Return each line of the records below that contains the word "Ordering".

*Stored data entries*.

%%

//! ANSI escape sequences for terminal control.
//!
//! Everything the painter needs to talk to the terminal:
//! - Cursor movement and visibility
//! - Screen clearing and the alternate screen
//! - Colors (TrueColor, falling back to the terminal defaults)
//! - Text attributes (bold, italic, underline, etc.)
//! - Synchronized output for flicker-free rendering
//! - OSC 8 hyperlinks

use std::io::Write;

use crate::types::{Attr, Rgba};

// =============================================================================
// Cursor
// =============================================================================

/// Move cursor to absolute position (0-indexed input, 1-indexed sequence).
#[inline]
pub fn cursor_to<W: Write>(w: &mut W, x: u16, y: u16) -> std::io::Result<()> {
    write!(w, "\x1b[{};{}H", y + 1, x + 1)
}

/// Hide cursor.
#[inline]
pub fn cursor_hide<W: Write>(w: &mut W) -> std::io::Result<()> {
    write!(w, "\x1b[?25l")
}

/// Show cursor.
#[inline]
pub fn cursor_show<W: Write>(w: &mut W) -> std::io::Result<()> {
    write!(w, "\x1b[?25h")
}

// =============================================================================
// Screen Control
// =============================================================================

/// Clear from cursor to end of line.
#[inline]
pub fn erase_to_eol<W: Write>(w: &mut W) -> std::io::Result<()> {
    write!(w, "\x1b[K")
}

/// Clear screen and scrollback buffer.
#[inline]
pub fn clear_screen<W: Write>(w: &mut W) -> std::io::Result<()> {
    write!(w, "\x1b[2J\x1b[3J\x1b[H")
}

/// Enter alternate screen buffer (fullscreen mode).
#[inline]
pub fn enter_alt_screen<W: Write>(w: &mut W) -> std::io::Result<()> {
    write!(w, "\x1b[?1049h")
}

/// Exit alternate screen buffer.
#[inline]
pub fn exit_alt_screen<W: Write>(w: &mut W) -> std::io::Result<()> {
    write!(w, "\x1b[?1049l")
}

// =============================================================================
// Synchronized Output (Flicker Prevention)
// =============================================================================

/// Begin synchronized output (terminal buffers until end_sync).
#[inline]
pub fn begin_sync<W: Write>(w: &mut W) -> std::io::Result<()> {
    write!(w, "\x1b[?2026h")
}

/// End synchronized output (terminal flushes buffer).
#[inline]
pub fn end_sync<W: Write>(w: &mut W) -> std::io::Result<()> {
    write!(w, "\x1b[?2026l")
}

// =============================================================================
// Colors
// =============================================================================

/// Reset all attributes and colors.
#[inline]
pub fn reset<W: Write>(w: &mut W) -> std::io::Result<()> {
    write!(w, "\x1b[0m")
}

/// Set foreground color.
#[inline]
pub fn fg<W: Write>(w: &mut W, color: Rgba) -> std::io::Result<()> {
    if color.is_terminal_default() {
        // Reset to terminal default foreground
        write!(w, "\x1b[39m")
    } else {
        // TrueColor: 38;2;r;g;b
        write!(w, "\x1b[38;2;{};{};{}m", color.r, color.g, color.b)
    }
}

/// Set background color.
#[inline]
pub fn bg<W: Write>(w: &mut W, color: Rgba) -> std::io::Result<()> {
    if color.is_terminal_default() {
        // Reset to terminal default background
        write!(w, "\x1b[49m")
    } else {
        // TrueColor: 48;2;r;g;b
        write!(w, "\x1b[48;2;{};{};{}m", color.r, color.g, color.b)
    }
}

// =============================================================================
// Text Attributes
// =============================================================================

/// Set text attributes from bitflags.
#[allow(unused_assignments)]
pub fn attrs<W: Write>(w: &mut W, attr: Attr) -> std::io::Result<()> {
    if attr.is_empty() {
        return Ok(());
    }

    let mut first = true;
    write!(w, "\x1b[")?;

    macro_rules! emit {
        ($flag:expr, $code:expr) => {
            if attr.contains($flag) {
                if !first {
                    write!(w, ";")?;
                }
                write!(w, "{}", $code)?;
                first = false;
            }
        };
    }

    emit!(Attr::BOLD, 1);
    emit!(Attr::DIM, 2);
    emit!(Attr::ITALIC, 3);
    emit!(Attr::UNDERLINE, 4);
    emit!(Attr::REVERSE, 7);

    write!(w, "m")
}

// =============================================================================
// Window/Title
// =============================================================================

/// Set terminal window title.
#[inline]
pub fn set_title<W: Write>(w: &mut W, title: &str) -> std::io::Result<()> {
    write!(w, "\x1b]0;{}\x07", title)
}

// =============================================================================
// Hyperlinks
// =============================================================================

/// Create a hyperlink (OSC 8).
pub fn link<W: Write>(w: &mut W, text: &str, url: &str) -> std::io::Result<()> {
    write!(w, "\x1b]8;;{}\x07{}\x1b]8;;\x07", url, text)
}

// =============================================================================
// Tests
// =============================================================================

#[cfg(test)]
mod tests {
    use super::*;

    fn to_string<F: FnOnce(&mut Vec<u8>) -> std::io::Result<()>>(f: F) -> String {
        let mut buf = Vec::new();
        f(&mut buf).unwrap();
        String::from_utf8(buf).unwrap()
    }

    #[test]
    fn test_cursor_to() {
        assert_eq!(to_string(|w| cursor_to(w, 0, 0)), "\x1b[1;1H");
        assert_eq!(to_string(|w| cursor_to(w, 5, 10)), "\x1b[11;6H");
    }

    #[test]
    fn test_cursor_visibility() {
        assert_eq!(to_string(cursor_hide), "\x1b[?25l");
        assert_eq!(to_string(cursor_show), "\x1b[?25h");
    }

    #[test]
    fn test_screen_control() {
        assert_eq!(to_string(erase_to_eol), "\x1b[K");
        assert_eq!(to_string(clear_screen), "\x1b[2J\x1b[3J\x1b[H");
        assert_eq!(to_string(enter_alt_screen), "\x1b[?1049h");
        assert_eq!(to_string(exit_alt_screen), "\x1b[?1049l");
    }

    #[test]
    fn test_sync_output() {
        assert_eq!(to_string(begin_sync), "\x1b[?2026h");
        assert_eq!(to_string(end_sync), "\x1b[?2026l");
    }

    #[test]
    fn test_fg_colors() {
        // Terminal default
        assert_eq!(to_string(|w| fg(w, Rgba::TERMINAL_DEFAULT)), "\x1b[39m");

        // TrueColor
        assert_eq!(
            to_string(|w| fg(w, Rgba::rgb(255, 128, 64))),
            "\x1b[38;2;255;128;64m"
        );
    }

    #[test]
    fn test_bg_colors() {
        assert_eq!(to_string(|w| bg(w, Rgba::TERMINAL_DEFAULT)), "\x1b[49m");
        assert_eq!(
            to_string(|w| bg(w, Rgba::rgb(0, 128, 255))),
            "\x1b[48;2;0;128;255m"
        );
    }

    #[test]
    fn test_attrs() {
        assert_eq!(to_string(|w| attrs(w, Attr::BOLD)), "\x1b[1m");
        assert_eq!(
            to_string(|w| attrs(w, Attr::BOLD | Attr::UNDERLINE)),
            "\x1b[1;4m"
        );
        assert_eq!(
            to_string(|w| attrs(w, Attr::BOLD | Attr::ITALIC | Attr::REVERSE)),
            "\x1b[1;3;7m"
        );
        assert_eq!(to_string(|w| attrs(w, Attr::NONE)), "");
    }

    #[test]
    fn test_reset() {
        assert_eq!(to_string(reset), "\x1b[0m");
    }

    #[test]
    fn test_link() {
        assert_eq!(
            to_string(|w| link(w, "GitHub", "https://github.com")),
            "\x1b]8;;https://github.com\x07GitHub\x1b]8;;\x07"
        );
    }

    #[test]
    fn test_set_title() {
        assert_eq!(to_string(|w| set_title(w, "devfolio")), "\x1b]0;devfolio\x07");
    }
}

%%
%%

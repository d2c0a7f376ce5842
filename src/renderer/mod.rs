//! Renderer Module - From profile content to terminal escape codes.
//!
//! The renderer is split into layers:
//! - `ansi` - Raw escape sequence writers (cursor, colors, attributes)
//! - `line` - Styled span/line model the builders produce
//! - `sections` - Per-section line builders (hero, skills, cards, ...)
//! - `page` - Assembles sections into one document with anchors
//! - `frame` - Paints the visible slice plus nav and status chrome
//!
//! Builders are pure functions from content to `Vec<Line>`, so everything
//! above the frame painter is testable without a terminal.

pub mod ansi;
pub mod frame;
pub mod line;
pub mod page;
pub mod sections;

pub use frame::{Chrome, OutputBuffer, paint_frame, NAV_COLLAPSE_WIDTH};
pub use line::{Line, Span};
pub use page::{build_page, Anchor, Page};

%%
%%

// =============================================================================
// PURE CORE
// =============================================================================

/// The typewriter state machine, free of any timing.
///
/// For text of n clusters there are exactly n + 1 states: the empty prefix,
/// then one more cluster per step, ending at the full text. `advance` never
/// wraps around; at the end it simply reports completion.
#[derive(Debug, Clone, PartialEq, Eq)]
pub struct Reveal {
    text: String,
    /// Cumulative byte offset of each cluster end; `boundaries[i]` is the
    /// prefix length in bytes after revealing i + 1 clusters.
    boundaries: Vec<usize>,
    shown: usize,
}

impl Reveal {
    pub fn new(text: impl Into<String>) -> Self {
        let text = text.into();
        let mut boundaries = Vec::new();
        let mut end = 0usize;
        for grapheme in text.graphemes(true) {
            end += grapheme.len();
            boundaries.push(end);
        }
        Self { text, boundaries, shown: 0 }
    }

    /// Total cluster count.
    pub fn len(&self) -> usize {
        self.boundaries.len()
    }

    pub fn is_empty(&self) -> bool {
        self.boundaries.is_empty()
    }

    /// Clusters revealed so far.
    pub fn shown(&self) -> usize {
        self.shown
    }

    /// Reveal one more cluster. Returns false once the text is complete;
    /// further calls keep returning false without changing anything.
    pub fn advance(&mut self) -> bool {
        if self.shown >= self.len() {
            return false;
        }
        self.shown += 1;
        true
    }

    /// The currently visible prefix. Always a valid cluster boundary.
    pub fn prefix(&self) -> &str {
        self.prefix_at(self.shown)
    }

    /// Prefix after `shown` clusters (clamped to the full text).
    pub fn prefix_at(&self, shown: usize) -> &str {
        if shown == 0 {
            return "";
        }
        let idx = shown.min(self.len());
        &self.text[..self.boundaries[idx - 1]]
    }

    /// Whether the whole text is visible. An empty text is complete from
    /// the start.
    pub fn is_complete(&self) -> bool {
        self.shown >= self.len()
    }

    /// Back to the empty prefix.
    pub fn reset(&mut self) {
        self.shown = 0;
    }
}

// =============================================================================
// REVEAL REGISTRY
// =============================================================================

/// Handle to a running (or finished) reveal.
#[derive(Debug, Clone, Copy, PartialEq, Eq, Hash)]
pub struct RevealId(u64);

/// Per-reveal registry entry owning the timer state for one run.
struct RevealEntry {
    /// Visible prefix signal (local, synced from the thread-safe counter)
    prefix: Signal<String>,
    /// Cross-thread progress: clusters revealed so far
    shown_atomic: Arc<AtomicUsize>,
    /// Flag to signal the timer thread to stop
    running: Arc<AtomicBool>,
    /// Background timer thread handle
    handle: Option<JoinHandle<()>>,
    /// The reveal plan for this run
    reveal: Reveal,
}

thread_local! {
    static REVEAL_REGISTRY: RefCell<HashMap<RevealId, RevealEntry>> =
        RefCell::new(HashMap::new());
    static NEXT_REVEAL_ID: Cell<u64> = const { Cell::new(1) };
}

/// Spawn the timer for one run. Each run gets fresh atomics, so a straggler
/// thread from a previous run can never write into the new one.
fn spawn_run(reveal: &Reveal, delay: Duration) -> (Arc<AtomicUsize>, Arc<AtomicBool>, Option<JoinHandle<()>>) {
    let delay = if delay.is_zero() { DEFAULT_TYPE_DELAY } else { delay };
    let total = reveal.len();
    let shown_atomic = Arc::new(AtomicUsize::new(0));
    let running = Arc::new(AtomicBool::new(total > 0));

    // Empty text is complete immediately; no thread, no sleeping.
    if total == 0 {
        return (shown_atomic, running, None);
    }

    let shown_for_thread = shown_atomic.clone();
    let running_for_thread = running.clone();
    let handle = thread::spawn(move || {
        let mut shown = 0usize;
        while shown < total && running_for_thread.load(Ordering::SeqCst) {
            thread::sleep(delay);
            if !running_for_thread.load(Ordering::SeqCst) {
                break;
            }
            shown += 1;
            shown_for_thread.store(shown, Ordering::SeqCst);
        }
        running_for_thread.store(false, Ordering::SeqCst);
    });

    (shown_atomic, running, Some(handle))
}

%%

*SOLVED EXERCISE*.
        while shown < total && running_for_thread.load(Ordering::SeqCst) {
            if !running_for_thread.load(Ordering::SeqCst) {
            shown_for_thread.store(shown, Ordering::SeqCst);
        running_for_thread.store(false, Ordering::SeqCst);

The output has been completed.